Ideas of the public good, collective service and responsibility, democratic rights, freedom and justice are privatized and crafted into commodities to be exchanged via the market.  The institutionalization of capitalist citizenship at the corporate university thus profoundly transforms the vision of the university as a democratic public space, a sanctuary for nonrepression. (184)

This reminds me very strongly of the arguments Siva Vaidhyanathan makes in The Googlization of Everything, which I wrote about early in the life of this blog.  Vaidhyanathan’s interest is narrower; he focuses on the ways in which Google has co-opted many functions formerly assumed to be those of the university and privatized them in service of corporate profits.  He’s skeptical of Google’s user-friendly public image and points out their US-centric nature and their status as a for-profit company.  Although he doesn’t address the problems within the academy in that book, I’d recommend it to anyone who finds this argument compelling. I found that Mohanty’s critiques gave me more perspective on Vaidhyanathan’s argument as well.  Curiously, she criticizes the Human Genome Project, which he used as an example of promising collaborations rather than exploitative ones.

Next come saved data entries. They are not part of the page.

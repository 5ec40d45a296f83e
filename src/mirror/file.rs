use super::{check_path, Document, DocumentMirror, MirrorError};
use crate::utils::atomic_write;
use async_trait::async_trait;
use std::io::ErrorKind;
use std::path::{Path, PathBuf};
use tokio::fs;

const DOC_EXTENSION: &str = ".json";

/// Mirror stored as `<root>/<collection>/<doc_id>.json` files.
#[derive(Debug, Clone)]
pub struct FileMirror {
    root: PathBuf,
}

impl FileMirror {
    #[must_use]
    pub fn new(root: &Path) -> Self {
        Self {
            root: root.to_path_buf(),
        }
    }

    fn doc_path(&self, collection: &str, doc_id: &str) -> PathBuf {
        self.root
            .join(collection)
            .join(format!("{doc_id}{DOC_EXTENSION}"))
    }
}

#[async_trait]
impl DocumentMirror for FileMirror {
    async fn set(
        &self,
        collection: &str,
        doc_id: &str,
        document: Document,
    ) -> Result<(), MirrorError> {
        check_path(collection, Some(doc_id))?;
        let content = serde_json::to_vec_pretty(&document)?;
        atomic_write(&self.doc_path(collection, doc_id), &content).await?;
        Ok(())
    }

    async fn get(&self, collection: &str, doc_id: &str) -> Result<Option<Document>, MirrorError> {
        check_path(collection, Some(doc_id))?;
        match fs::read_to_string(self.doc_path(collection, doc_id)).await {
            Ok(content) => Ok(Some(serde_json::from_str(&content)?)),
            Err(e) if e.kind() == ErrorKind::NotFound => Ok(None),
            Err(e) => Err(e.into()),
        }
    }

    async fn list(&self, collection: &str) -> Result<Vec<String>, MirrorError> {
        check_path(collection, None)?;
        let mut entries = match fs::read_dir(self.root.join(collection)).await {
            Ok(entries) => entries,
            Err(e) if e.kind() == ErrorKind::NotFound => return Ok(Vec::new()),
            Err(e) => return Err(e.into()),
        };
        let mut ids = Vec::new();
        while let Some(entry) = entries.next_entry().await? {
            let name = entry.file_name().to_string_lossy().into_owned();
            if let Some(id) = name.strip_suffix(DOC_EXTENSION) {
                ids.push(id.to_string());
            }
        }
        ids.sort();
        Ok(ids)
    }
}
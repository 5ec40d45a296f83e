//! Atomic file writes for the filesystem-backed stores.
//!
//! Every backend that persists to disk (entity store, mirror documents,
//! bucket objects) goes through [`atomic_write`], so a reader never observes
//! a half-written file.

use std::io;
use std::path::Path;
use tempfile::NamedTempFile;

/// Write `content` to `path` atomically.
///
/// The bytes go to a temp file in the target's directory, which is then
/// renamed over the target. The temp file is removed if any step fails.
/// Missing parent directories are created.
///
/// # Example
///
/// ```ignore
/// use crate::utils::atomic_write;
/// use std::path::Path;
///
/// atomic_write(Path::new("/data/items.json"), br#"{"items": {}}"#).await?;
/// ```
pub async fn atomic_write(path: &Path, content: &[u8]) -> io::Result<()> {
    let parent = path
        .parent()
        .ok_or_else(|| io::Error::new(io::ErrorKind::InvalidInput, "Path has no parent directory"))?
        .to_path_buf();
    let target_path = path.to_path_buf();
    let content_owned = content.to_vec();

    tokio::task::spawn_blocking(move || -> io::Result<()> {
        use std::io::Write;

        std::fs::create_dir_all(&parent)?;
        let mut temp_file = NamedTempFile::new_in(&parent)?;
        temp_file.write_all(&content_owned)?;
        temp_file.flush()?;
        // persist() renames over the target and disarms the auto-delete
        temp_file.persist(&target_path)?;

        Ok(())
    })
    .await
    .map_err(io::Error::other)?
}
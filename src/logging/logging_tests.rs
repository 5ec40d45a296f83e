use super::init::{default_filter, output_layers};
use tracing_appender::rolling::RollingFileAppender;
use super::*;

#[test]
fn test_log_config_default() {
    let config = LogConfig::default();
    assert_eq!(config.log_level, Level::INFO);
    assert!(!config.json_format);
    assert!(config.log_dir.ends_with("logs"));
}

#[test]
fn test_default_log_dir_under_service_home() {
    assert_eq!(default_log_dir(), service_home().join("logs"));
}

#[test]
fn test_parse_rotation_hourly() {
    let debug = format!("{:?}", parse_rotation("hourly"));
    assert_eq!(debug, format!("{:?}", Rotation::HOURLY));
}

#[test]
fn test_parse_rotation_never_case_insensitive() {
    let debug = format!("{:?}", parse_rotation("NEVER"));
    assert_eq!(debug, format!("{:?}", Rotation::NEVER));
}

#[test]
fn test_parse_rotation_unknown_defaults_to_daily() {
    let weekly = format!("{:?}", parse_rotation("weekly"));
    assert_eq!(weekly, format!("{:?}", Rotation::DAILY));
}

#[test]
fn test_default_filter_targets_crate() {
    assert_eq!(default_filter(Level::DEBUG), "item_service=DEBUG");
}

#[test]
fn test_log_filename_constant() {
    assert_eq!(LOG_FILENAME, "item-service.log");
}

#[test]
fn test_output_layers_plain_and_json() {
    let dir = tempfile::tempdir().unwrap();
    for json in [false, true] {
        let file = RollingFileAppender::new(Rotation::NEVER, dir.path(), LOG_FILENAME);
        assert_eq!(output_layers(Level::INFO, json, file).len(), 2);
    }
}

In any case, back to Mohanty: she finds  many problems with corporatized education and, for her, they are all linked together. She writes about the devaluation of her own field, women’s studies, and others that do not produce income but are intended to increase the amount of justice and equity in the world. She writes about the demographics of labor as I’ve mentioned above. She briefly discusses access to education and how public defunding decreases access, while information is instead being sold as described above.

I was a little surprised how close she came to discussing the problematic publishing practices of scholars and the need for open access, and then disappointed that she didn’t quite get there. I didn’t really expect it, of course, but it is such an important part of the constellation of things that she describes.  Current academic publishing practices provide profit to multinational publishers who may or may not embody some of the problems with globalization but who certainly contribute to the corporatization of the academy by charging outrageous prices for their journals and increasing money pressure on the academy.  Not only that, of course, but by limiting access, they contribute to the restriction of scholarly knowledge to the elite, which is a huge part of the problem that she describes.  Not only that, but the open access movement represents a kind of resistance that may be of interest to her.  Since Mohanty is not a librarian, of course, this is not at the forefront of her mind—but maybe it should be. Social justice types need to start thinking about this stuff.

In any case, Mohanty is hardly the first to note the shift of the university’s priorities from a place of free intellectual inquiry to a place where future workers can be trained.  Mohanty doesn’t discuss how and when this shift took place; from what I understand, it happened when just as higher education became accessible to those other than the elite.  The ideal of the academy as a place where citizens are created is—historically complicated. It’s been embraced within critical pedagogy for sure; I love critical pedagogy, but it’s hard to cast it as an integral part of the academy when it’s actually a radical movement.  Thus, I’m not sure about her characterization of the ideals of academic life, and I suspect that this shift to the corporate university comes about, historically, as a result of some of the changes that happened as a result of letting in people who were not previously considered worthy. This makes it a little complicated, actually, but I don’t think that it undermines her point about the importance of the kind of inquiry she wants to support and the difficulty of supporting it under the current circumstances.